::: Task input

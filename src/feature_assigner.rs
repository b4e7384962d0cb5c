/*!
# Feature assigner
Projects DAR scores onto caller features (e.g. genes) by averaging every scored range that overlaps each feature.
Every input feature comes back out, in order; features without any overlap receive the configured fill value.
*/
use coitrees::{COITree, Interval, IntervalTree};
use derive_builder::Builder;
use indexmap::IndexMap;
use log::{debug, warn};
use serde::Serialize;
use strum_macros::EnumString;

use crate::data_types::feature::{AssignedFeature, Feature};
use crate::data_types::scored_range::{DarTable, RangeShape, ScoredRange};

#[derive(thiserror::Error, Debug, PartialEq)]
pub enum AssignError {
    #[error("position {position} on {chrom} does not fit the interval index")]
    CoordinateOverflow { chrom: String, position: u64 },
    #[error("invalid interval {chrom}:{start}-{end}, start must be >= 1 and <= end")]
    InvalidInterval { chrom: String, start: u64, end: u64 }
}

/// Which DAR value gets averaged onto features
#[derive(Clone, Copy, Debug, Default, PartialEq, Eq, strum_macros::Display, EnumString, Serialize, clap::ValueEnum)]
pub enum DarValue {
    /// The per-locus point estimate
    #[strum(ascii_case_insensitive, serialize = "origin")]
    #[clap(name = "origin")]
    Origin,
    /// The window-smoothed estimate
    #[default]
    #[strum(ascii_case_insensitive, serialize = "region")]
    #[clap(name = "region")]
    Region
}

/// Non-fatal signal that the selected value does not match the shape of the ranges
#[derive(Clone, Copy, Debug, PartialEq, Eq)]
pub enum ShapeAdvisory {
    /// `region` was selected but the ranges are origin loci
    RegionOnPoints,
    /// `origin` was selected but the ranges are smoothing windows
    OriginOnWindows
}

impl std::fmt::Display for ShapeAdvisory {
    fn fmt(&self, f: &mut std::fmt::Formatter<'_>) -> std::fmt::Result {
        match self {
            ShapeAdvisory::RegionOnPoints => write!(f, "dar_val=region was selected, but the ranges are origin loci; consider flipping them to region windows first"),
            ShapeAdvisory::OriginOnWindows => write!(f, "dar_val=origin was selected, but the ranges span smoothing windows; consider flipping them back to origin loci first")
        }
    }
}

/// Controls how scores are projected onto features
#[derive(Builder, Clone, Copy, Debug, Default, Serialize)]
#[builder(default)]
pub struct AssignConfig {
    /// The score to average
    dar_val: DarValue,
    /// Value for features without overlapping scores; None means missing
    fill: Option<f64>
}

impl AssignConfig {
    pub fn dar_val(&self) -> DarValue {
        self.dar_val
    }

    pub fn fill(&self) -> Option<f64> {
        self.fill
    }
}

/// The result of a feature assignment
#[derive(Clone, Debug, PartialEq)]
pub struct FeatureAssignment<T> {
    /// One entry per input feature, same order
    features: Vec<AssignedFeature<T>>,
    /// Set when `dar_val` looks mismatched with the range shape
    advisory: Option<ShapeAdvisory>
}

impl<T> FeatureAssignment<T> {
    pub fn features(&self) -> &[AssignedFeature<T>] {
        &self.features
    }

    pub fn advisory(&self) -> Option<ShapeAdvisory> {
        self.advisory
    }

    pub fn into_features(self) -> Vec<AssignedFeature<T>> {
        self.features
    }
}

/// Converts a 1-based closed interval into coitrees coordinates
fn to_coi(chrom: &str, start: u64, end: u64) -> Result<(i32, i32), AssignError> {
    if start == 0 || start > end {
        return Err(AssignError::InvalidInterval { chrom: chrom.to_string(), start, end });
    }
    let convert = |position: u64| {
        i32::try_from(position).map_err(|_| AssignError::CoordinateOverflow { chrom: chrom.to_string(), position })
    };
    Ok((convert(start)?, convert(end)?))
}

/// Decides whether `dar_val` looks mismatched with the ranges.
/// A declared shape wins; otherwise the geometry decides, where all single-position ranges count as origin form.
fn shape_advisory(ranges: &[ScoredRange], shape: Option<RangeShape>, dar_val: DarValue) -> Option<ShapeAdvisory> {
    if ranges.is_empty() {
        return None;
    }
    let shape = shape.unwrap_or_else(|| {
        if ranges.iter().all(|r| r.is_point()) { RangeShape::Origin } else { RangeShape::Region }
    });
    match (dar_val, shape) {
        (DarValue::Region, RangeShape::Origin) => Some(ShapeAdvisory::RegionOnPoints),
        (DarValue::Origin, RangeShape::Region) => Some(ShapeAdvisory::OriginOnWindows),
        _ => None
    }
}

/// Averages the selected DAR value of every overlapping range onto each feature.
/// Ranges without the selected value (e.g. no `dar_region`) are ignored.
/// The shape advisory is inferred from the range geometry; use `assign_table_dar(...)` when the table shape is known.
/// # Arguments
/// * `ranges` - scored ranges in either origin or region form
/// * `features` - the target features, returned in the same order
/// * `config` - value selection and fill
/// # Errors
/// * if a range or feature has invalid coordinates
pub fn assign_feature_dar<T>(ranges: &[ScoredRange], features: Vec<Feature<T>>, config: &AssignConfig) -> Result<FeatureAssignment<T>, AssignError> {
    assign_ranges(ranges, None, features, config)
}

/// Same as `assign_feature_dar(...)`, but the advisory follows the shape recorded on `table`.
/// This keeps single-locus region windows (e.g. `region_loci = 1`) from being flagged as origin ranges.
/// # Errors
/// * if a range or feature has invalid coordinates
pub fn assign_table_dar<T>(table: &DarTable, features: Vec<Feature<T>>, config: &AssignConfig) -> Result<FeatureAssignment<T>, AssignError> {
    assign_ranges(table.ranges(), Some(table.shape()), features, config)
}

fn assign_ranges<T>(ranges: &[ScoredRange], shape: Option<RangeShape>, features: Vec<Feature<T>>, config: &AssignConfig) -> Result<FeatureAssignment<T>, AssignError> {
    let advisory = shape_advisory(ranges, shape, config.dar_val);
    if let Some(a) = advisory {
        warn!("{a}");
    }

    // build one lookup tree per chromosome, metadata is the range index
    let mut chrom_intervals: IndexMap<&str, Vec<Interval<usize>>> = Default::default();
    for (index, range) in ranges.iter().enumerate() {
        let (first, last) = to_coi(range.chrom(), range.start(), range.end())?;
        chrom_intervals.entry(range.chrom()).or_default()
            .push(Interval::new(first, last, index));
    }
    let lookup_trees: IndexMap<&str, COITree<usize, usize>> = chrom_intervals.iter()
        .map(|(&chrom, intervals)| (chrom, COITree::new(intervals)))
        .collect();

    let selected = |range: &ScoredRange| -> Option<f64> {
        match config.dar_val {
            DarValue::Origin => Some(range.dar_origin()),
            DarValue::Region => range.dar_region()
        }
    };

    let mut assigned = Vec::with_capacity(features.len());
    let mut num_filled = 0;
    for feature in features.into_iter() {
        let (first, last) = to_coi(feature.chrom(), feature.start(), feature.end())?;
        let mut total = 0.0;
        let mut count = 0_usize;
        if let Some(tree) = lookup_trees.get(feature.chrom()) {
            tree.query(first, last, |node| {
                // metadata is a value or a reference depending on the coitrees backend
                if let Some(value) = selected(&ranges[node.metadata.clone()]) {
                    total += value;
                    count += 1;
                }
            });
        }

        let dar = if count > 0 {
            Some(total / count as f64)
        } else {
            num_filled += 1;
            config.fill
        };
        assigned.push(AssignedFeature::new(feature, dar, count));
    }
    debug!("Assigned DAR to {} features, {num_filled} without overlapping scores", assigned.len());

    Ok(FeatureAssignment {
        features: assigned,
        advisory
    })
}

::::::
::: Task input

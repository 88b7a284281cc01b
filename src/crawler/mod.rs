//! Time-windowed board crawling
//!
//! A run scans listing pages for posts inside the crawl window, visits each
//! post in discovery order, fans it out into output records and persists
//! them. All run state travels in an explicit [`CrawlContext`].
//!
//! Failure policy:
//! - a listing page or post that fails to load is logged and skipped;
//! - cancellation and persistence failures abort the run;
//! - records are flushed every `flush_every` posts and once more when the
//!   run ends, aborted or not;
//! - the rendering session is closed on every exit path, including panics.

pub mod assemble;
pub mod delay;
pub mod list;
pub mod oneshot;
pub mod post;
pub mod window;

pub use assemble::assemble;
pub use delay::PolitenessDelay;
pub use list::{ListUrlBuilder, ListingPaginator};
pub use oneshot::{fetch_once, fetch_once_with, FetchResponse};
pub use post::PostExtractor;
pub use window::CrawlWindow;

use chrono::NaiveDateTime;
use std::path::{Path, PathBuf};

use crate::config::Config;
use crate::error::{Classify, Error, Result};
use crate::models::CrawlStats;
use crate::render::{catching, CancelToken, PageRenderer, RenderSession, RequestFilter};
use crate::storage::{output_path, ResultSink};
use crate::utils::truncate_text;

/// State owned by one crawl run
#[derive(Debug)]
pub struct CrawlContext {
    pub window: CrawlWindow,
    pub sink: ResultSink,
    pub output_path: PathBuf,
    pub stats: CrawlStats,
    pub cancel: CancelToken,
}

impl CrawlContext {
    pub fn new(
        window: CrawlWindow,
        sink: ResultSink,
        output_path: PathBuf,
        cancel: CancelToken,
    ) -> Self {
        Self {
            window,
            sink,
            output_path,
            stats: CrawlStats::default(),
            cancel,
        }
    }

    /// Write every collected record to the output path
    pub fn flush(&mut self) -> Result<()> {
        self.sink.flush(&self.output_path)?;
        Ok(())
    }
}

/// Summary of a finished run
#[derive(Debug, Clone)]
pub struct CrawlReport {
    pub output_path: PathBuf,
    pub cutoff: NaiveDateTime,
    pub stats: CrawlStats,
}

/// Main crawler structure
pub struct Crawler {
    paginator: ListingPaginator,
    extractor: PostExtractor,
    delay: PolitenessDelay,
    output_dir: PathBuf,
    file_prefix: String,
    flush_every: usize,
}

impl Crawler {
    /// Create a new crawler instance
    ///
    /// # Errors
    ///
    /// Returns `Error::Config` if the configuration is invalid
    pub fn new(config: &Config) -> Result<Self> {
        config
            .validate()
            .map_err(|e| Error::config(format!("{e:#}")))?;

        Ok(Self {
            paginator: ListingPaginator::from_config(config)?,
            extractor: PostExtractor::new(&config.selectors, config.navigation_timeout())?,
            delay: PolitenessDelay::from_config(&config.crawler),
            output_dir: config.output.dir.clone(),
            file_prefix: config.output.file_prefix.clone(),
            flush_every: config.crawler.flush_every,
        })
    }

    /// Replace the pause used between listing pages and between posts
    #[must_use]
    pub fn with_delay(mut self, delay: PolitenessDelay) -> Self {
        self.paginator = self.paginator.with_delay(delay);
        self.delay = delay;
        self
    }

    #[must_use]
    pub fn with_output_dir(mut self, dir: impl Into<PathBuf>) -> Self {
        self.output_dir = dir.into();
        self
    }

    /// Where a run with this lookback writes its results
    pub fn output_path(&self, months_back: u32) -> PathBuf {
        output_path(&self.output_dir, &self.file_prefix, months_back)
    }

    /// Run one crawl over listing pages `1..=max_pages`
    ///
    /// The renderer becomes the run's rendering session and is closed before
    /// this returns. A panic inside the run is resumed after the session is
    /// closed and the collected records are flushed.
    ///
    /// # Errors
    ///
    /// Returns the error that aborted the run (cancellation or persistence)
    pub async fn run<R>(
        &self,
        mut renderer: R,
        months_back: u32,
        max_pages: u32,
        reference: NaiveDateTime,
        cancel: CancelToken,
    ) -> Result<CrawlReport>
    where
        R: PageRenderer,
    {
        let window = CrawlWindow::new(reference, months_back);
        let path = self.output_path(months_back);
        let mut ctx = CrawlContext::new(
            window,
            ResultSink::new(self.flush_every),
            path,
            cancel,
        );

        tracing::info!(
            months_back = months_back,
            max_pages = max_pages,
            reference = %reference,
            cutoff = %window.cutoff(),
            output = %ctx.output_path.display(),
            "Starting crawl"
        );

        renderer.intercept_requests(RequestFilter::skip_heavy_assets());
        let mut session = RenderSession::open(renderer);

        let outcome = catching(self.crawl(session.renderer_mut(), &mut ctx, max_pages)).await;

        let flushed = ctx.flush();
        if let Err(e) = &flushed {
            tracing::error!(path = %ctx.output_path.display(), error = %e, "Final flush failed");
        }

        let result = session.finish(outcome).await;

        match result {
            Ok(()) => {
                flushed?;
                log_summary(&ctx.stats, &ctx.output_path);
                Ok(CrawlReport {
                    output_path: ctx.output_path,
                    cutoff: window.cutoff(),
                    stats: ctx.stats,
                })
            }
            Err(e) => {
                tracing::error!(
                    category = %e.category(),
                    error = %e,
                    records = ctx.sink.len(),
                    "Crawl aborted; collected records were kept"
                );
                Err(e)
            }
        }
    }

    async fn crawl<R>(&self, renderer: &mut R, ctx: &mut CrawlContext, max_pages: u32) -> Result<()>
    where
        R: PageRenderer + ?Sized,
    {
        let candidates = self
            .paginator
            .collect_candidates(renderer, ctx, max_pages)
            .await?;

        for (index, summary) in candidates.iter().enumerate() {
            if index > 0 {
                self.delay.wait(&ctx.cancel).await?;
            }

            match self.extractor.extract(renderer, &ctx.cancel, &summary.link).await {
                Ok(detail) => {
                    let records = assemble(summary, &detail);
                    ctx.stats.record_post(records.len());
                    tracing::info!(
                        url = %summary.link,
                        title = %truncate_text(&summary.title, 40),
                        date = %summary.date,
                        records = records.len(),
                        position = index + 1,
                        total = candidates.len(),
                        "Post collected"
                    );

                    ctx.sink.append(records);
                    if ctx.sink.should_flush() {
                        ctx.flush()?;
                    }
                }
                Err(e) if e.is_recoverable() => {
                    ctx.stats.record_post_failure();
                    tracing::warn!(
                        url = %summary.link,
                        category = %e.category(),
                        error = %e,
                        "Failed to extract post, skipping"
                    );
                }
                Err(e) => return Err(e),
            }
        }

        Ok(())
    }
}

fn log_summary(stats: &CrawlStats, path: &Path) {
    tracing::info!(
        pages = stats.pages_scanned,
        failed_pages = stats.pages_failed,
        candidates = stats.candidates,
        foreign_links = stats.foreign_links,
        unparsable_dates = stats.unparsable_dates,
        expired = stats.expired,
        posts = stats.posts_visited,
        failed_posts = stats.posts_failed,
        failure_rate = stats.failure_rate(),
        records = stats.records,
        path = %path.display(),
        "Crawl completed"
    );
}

::::::
::: Task input

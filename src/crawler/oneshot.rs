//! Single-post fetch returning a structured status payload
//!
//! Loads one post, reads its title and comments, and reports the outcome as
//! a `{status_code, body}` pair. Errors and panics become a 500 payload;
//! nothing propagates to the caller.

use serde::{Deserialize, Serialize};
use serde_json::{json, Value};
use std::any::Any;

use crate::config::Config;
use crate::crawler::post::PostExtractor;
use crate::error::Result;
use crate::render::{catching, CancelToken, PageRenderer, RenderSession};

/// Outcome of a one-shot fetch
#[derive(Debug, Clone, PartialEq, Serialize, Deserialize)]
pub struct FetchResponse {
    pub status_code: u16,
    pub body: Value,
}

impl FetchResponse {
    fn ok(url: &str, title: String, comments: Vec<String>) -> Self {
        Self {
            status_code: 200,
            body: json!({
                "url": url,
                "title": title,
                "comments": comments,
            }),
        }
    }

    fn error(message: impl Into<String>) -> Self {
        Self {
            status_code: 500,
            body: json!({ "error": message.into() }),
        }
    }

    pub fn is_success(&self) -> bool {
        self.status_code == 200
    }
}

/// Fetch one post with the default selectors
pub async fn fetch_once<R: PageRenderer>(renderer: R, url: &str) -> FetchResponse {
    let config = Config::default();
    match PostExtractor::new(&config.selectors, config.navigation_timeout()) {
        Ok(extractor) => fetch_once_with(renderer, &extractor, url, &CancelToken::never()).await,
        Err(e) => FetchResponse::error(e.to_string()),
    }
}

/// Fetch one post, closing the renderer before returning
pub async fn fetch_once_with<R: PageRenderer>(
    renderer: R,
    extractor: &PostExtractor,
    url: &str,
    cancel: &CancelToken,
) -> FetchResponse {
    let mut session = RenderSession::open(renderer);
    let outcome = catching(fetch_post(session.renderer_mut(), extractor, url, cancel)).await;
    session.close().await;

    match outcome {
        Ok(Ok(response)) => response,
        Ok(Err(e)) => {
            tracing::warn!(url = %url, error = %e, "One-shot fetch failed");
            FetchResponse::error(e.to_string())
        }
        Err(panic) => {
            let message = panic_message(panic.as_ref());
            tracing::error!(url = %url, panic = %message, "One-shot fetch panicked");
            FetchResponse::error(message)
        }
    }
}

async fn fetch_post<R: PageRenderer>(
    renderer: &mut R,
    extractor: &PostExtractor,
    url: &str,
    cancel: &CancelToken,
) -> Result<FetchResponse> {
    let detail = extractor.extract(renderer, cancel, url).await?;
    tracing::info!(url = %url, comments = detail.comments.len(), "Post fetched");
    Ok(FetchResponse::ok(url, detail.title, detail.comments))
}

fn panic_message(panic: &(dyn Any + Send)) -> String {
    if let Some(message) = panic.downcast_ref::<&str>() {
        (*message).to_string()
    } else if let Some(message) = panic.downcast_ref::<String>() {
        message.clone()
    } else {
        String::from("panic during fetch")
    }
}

::::::

What you should do: Retype the records above, but only those lines that fall between the line containing "filename src/feature_assigner.rs" and the line containing "The window-smoothed estimate", with both of those lines included, exactly as written.

Your response:
filename src/feature_assigner.rs
repository b4e7384962d0cb5c
/*!
# Feature assigner
Projects DAR scores onto caller features (e.g. genes) by averaging every scored range that overlaps each feature.
Every input feature comes back out, in order; features without any overlap receive the configured fill value.
*/
use coitrees::{COITree, Interval, IntervalTree};
use derive_builder::Builder;
use indexmap::IndexMap;
use log::{debug, warn};
use serde::Serialize;
use strum_macros::EnumString;

use crate::data_types::feature::{AssignedFeature, Feature};
use crate::data_types::scored_range::{DarTable, RangeShape, ScoredRange};

#[derive(thiserror::Error, Debug, PartialEq)]
pub enum AssignError {
    #[error("position {position} on {chrom} does not fit the interval index")]
    CoordinateOverflow { chrom: String, position: u64 },
    #[error("invalid interval {chrom}:{start}-{end}, start must be >= 1 and <= end")]
    InvalidInterval { chrom: String, start: u64, end: u64 }
}

/// Which DAR value gets averaged onto features
#[derive(Clone, Copy, Debug, Default, PartialEq, Eq, strum_macros::Display, EnumString, Serialize, clap::ValueEnum)]
pub enum DarValue {
    /// The per-locus point estimate
    #[strum(ascii_case_insensitive, serialize = "origin")]
    #[clap(name = "origin")]
    Origin,
    /// The window-smoothed estimate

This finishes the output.